埼玉と千葉のあいだに「三郷流山橋有料道路」が開通しますが、使えるETCカードが1社発行の1種類のみであることに落胆の声が広がりました。ここに導入されるのは“新型ETC”のひとつ。今後どう改善されていくのでしょうか。

三郷流山橋、ETCは「ダイナースクラブカード」だけ

 埼玉県が三郷市と千葉県流山市の間で整備を進めていた「三郷流山橋有料道路」が、2023年11月26日(日)15時に開通します。2.5km南で両市街を結ぶ「流山橋」の慢性的な渋滞の緩和効果に期待がかかっていますが、一方でSNSでは、落胆の声も上がりました。
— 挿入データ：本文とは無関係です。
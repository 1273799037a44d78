//! Error types for the prospectus-split library.
//!
//! Three error types reflect three distinct failure modes:
//!
//! * [`SplitError`]: **Fatal.** The run cannot proceed at all (missing
//!   input file, not a `.docx`, provider not configured). Returned as
//!   `Err(SplitError)` from the top-level `process*` functions.
//!
//! * [`ItemError`]: **Non-fatal.** One table, one target or one heading
//!   candidate failed, but the rest of the document is fine. Collected in
//!   [`crate::output::ProcessOutput::failures`] so callers can inspect
//!   partial success instead of losing the whole prospectus to one
//!   malformed LLM reply.
//!
//! * [`LlmError`]: A single completion call failed. Stages convert it into
//!   an [`ItemError`] (or a conservative default) at their own boundary.

use std::path::PathBuf;
use thiserror::Error;

/// All fatal errors returned by the prospectus-split library.
///
/// Item-level failures use [`ItemError`] and are stored in
/// [`crate::output::ProcessOutput`] rather than propagated here.
#[derive(Debug, Error)]
pub enum SplitError {
    // ── Input errors ──────────────────────────────────────────────────────
    /// Input file was not found at the given path.
    #[error("Document not found: '{path}'\nCheck the path exists and is readable.")]
    FileNotFound { path: PathBuf },

    /// Process does not have read permission on the file.
    #[error("Permission denied reading '{path}'\nTry: chmod +r {path:?}")]
    PermissionDenied { path: PathBuf },

    /// The input string is not a valid file path or URL.
    #[error("Invalid input '{input}': not a file path or a valid HTTP/HTTPS URL")]
    InvalidInput { input: String },

    /// HTTP URL was syntactically valid but download failed.
    #[error("Failed to download '{url}': {reason}\nCheck your internet connection.")]
    DownloadFailed { url: String, reason: String },

    /// Download exceeded the configured timeout.
    #[error("Download timed out after {secs}s for '{url}'\nIncrease --download-timeout.")]
    DownloadTimeout { url: String, secs: u64 },

    /// The file exists and was read, but is not a zip container.
    #[error("File is not a valid .docx: '{path}'\nFirst bytes: {magic:?}")]
    NotADocx { path: PathBuf, magic: [u8; 4] },

    /// The file is a legacy binary Word document.
    #[error("'{path}' is a legacy .doc file.\nConvert it first: soffice --headless --convert-to docx {path:?}")]
    LegacyDoc { path: PathBuf },

    // ── Document errors ───────────────────────────────────────────────────
    /// The zip container or one of its XML parts cannot be parsed.
    #[error("Document '{path}' is corrupt: {detail}")]
    CorruptDocx { path: PathBuf, detail: String },

    /// A mandatory part is missing from the package.
    #[error("Document '{path}' has no '{part}' part; it is not a Word document.")]
    MissingPart { path: PathBuf, part: String },

    // ── LLM errors ────────────────────────────────────────────────────────
    /// The configured provider is not initialised (missing API key etc.).
    #[error("LLM provider '{provider}' is not configured.\n{hint}")]
    ProviderNotConfigured { provider: String, hint: String },

    // ── I/O errors ────────────────────────────────────────────────────────
    /// Could not create or write the output JSON file.
    #[error("Failed to write output file '{path}': {source}")]
    OutputWriteFailed {
        path: PathBuf,
        #[source]
        source: std::io::Error,
    },

    // ── Config errors ─────────────────────────────────────────────────────
    /// Builder validation failed.
    #[error("Invalid configuration: {0}")]
    InvalidConfig(String),

    // ── Catch-all ─────────────────────────────────────────────────────────
    /// Unexpected internal error.
    #[error("Internal error: {0}")]
    Internal(String),
}

/// A non-fatal error for a single heading candidate, table or target.
///
/// The run continues; the affected item is omitted or degraded.
#[derive(Debug, Clone, PartialEq, Error, serde::Serialize, serde::Deserialize)]
pub enum ItemError {
    /// The LLM heading fallback failed; the paragraph was treated as body text.
    #[error("Paragraph {paragraph}: heading classification failed: {detail}")]
    TitleClassificationFailed { paragraph: usize, detail: String },

    /// No usable table type after every attempt; the partial feature is kept.
    #[error("Table {table_id}: feature extraction failed after {attempts} attempts: {detail}")]
    FeatureExtractionFailed {
        table_id: String,
        attempts: u32,
        detail: String,
    },

    /// Candidates existed but arbitration never produced a valid id.
    #[error("Target '{target}': no valid table id after {attempts} attempts: {detail}")]
    TargetUnresolved {
        target: String,
        attempts: u32,
        detail: String,
    },

    /// Numeric normalization failed; the raw table was kept.
    #[error("Table '{table}': normalization failed, raw values kept: {detail}")]
    NormalizationFailed { table: String, detail: String },
}

/// A failed completion call.
#[derive(Debug, Clone, PartialEq, Error)]
pub enum LlmError {
    /// The provider returned an error on every transport attempt.
    #[error("LLM API error: {message}")]
    Api { message: String },

    /// The call did not finish within the configured timeout.
    #[error("LLM call timed out after {secs}s")]
    Timeout { secs: u64 },

    /// The provider answered with no content.
    #[error("LLM returned an empty reply")]
    EmptyReply,
}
11月開通の三郷流山橋有料道路(画像:埼玉県道路公社)。

「導入されるワンストップ型ETCがダイナースクラブカードしか使えないのは残念です」――道路を視察した岩井やすのり千葉県議会議員は、自身のX(旧Twitter)で率直にこう記しています。

 三郷流山橋有料道路では現金のほか、キャッシュレス決済のひとつとしてETCも利用可能ですが、対応するETCカードが「ダイナースクラブカード」のみ、しかも「三井住友トラストクラブ株式会社が発行するもの」という条件付きです。

「使える人はごく僅かじゃないか」「流石にダイナースは持ってない」「えええ、そんなの聞いてないよー」「渋滞緩和を目的として作った橋なのに、わざわざ渋滞する要因を作った?」といった声がSNSでは集まりました。

 三郷流山橋有料道路で導入するのは、一般的な高速道路のETCではなく、「ETCGO」と呼ばれる新たなサービスです。首都高グループと日立製作所、アマノが共同で事業化したもので、三郷流山橋が最初の供用事例になります。

 首都高速道路によると、三井住友トラストクラブ以外の発行会社とは交渉中だそうで、「最終的にはETCカードを発行している11社全てのカードを使えるようします」とのこと。ただ、いつまでにどれくらい対応カードを増やすかという具体的なメドは立っていないといいます。

似たような「ETCX」というサービスも 何が違うの?

 ETCGOは、先行して事業化している「ETCX」とともに、ETCを高速道路の料金決済以外でも導入すべく国が推進する「ETC多目的利用サービス」の検討を経て生まれたサービスです。

 ETCGO、ETCXともスマートICと同じく一旦停止が必要ですが、その分、現場の機器構成が大幅にスリム化され、導入コストを低減できることから、コスト面で障壁のあった地方有料道路のETC化にも資すると期待されています。決済時のセキュリティ処理を高速道路会社のサーバーで行うため「ネットワーク型ETC」とも呼ばれており、ETCXはNEXCO中日本、ETCGOは首都高速道路がその役割を担っています。

 2021年4月にサービスを開始したETCXは、すでに伊豆中央道や箱根ターンパイク(アネスト岩田ターンパイク箱根)など全国6路線で導入済みです。このほか、東名豊橋PAの事前予約駐車場や、市中のガソリンスタンドなどでも導入されており、ETCで料金決済が可能になっています。

 ただ、両サービスとも事業者がそれぞれ、各カード会社と利用契約を結んでいく必要があることから、三郷流山橋有料道路でのETCGO利用開始にあたっては三井住友トラストクラブのみということになったのです。ETCXも順次、対応カードを拡大してきましたが、いまだに利用不可のカードもあります。

 また、ETCXは事前に利用登録が必要ですが、ETCGOは利用登録が不要であることがメリットとされています。対応カードが増えれば、利用者は事前登録をすることなく、いつものカードでそのまま通過することが可能になります。


埼玉県道路公社が管理する皆野寄居有料道路は交通系ICカードが使える。三郷流山橋有料道路も同様になる(乗りものニュース編集部撮影)。

 なお、三郷流山橋有料道路では、埼玉県道路公社が別の路線でも導入している「交通系ICカード」や「WAON」の決済も可能です。料金所で係員が提示する読取り器にカードをピッとかざす形ですが、ETCGOも一旦停止のうえ、決済処理に3秒程度かかるというので、所要時間としてはそこまで大差ない可能性もあります。

 ちなみに首都高速道路へETCGOの今後の展開を聞いたところ、「地方有料道路と駐車場」をメインにするとのことで、ETCXのように物販への拡大は予定していないそうです。もしかしたら、取扱いシーンでもETCXとの差別化が生じてくるかもしれません。